What is being asked: Please copy out the entries until you have copied the line that contains "pub trait GeoCoding: Sync", beginning with the first line.

Information shown:

//! Pixel geolocation and acquisition-time lookups.
use chrono::{DateTime, Utc};
use ndarray::Array2;

/// Geographic position, degrees.
#[derive(Debug, Clone, Copy, PartialEq)]
pub struct GeoPos {
    pub lat: f64,
    pub lon: f64,
}

/// Maps a pixel position (pixel centers at +0.5) to a geographic position.
pub trait GeoCoding: Sync {
    fn geo_pos(&self, x: f64, y: f64) -> Option<GeoPos>;
}

/// Geocoding of a raster in a geographic (lon/lat) CRS, from its affine
/// geotransform.
#[derive(Debug, Clone, Copy, PartialEq)]
pub struct AffineGeoCoding {
    pub geotransform: [f64; 6],
}

impl AffineGeoCoding {
    /// Apply the geotransform to a pixel position, in CRS units.
    pub fn map_xy(&self, x: f64, y: f64) -> (f64, f64) {
        let gt = &self.geotransform;
        (gt[0] + x * gt[1] + y * gt[2], gt[3] + x * gt[4] + y * gt[5])
    }
}

impl GeoCoding for AffineGeoCoding {
    fn geo_pos(&self, x: f64, y: f64) -> Option<GeoPos> {
        let (lon, lat) = self.map_xy(x, y);
        Some(GeoPos { lat, lon })
    }
}

/// Geocoding backed by per-pixel latitude/longitude grids, sampled at pixel
/// centers.
#[derive(Debug, Clone)]
pub struct GridGeoCoding {
    pub lat: Array2<f64>,
    pub lon: Array2<f64>,
}

impl GeoCoding for GridGeoCoding {
    fn geo_pos(&self, x: f64, y: f64) -> Option<GeoPos> {
        if x < 0.0 || y < 0.0 {
            return None;
        }
        let (row, col) = (y.floor() as usize, x.floor() as usize);
        let lat = *self.lat.get((row, col))?;
        let lon = *self.lon.get((row, col))?;
        Some(GeoPos { lat, lon })
    }
}

/// Geocoding of a loaded product.
#[derive(Debug, Clone)]
pub enum SceneGeoCoding {
    Affine(AffineGeoCoding),
    Grid(GridGeoCoding),
}

impl GeoCoding for SceneGeoCoding {
    fn geo_pos(&self, x: f64, y: f64) -> Option<GeoPos> {
        match self {
            SceneGeoCoding::Affine(gc) => gc.geo_pos(x, y),
            SceneGeoCoding::Grid(gc) => gc.geo_pos(x, y),
        }
    }
}

/// Unix time of 2000-01-01T00:00:00Z, milliseconds.
const MJD2000_EPOCH_MILLIS: i64 = 946_684_800_000;

/// Days (fractional) since 2000-01-01T00:00:00Z.
pub fn to_mjd2000(t: DateTime<Utc>) -> f64 {
    (t.timestamp_millis() - MJD2000_EPOCH_MILLIS) as f64 / 86_400_000.0
}

/// Maps a pixel position (pixel centers at +0.5) to an acquisition time.
pub trait TimeCoding: Sync {
    /// Time as days since 2000-01-01, NaN when unknown.
    fn mjd(&self, x: f64, y: f64) -> f64;
}

/// Acquisition time interpolated linearly along image lines between the
/// product start and stop times: the center of the first line maps to the
/// start time, the center of the last line to the stop time. Unknown times
/// yield NaN.
#[derive(Debug, Clone, Copy, PartialEq)]
pub struct LineTimeCoding {
    start: Option<f64>,
    stop: Option<f64>,
    lines: usize,
}

impl LineTimeCoding {
    pub fn new(start: Option<DateTime<Utc>>, stop: Option<DateTime<Utc>>, lines: usize) -> Self {
        Self {
            start: start.map(to_mjd2000),
            stop: stop.map(to_mjd2000),
            lines,
        }
    }
}

impl TimeCoding for LineTimeCoding {
    fn mjd(&self, _x: f64, y: f64) -> f64 {
        match (self.start, self.stop) {
            (Some(start), Some(stop)) if self.lines > 1 => {
                let frac = ((y - 0.5) / (self.lines - 1) as f64).clamp(0.0, 1.0);
                start + (stop - start) * frac
            }
            (Some(start), _) => start,
            (None, Some(stop)) => stop,
            (None, None) => f64::NAN,
        }
    }
}

#[cfg(test)]
mod tests {
    use super::*;
    use approx::assert_relative_eq;
    use chrono::TimeZone;
    use ndarray::array;

    #[test]
    fn affine_maps_pixel_centers() {
        let gc = AffineGeoCoding {
            geotransform: [10.0, 0.01, 0.0, 55.0, 0.0, -0.01],
        };
        let pos = gc.geo_pos(0.5, 0.5).unwrap();
        assert_relative_eq!(pos.lon, 10.005, epsilon = 1e-12);
        assert_relative_eq!(pos.lat, 54.995, epsilon = 1e-12);
    }

    #[test]
    fn grid_lookup_and_bounds() {
        let gc = GridGeoCoding {
            lat: array![[50.0, 50.0], [49.0, 49.0]],
            lon: array![[7.0, 8.0], [7.0, 8.0]],
        };
        assert_eq!(gc.geo_pos(1.5, 1.5), Some(GeoPos { lat: 49.0, lon: 8.0 }));
        assert_eq!(gc.geo_pos(2.5, 0.5), None);
        assert_eq!(gc.geo_pos(-0.5, 0.5), None);
    }

    #[test]
    fn mjd2000_of_known_dates() {
        let t = Utc.with_ymd_and_hms(2000, 1, 2, 12, 0, 0).unwrap();
        assert_relative_eq!(to_mjd2000(t), 1.5, epsilon = 1e-12);
    }

    #[test]
    fn line_time_interpolates() {
        let start = Utc.with_ymd_and_hms(2020, 6, 1, 10, 0, 0).unwrap();
        let stop = Utc.with_ymd_and_hms(2020, 6, 1, 10, 0, 10).unwrap();
        let tc = LineTimeCoding::new(Some(start), Some(stop), 11);
        assert_relative_eq!(tc.mjd(0.5, 0.5), to_mjd2000(start), epsilon = 1e-12);
        assert_relative_eq!(tc.mjd(0.5, 10.5), to_mjd2000(stop), epsilon = 1e-12);
        let mid = Utc.with_ymd_and_hms(2020, 6, 1, 10, 0, 5).unwrap();
        assert_relative_eq!(tc.mjd(3.5, 5.5), to_mjd2000(mid), epsilon = 1e-9);
        let nine = Utc.with_ymd_and_hms(2020, 6, 1, 10, 0, 9).unwrap();
        assert_relative_eq!(tc.mjd(0.5, 9.5), to_mjd2000(nine), epsilon = 1e-9);
        assert!(LineTimeCoding::new(None, None, 11).mjd(0.5, 0.5).is_nan());
    }

    #[test]
    fn two_line_scene_spans_start_to_stop() {
        let start = Utc.with_ymd_and_hms(2020, 6, 1, 10, 0, 0).unwrap();
        let stop = Utc.with_ymd_and_hms(2020, 6, 1, 10, 0, 2).unwrap();
        let tc = LineTimeCoding::new(Some(start), Some(stop), 2);
        assert_relative_eq!(tc.mjd(0.5, 0.5), to_mjd2000(start), epsilon = 1e-12);
        assert_relative_eq!(tc.mjd(0.5, 1.5), to_mjd2000(stop), epsilon = 1e-12);
        let single = LineTimeCoding::new(Some(start), Some(stop), 1);
        assert_eq!(single.mjd(0.5, 0.5), to_mjd2000(start));
    }
}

Result of the exercise:
//! Pixel geolocation and acquisition-time lookups.
use chrono::{DateTime, Utc};
use ndarray::Array2;

/// Geographic position, degrees.
#[derive(Debug, Clone, Copy, PartialEq)]
pub struct GeoPos {
    pub lat: f64,
    pub lon: f64,
}

/// Maps a pixel position (pixel centers at +0.5) to a geographic position.
pub trait GeoCoding: Sync {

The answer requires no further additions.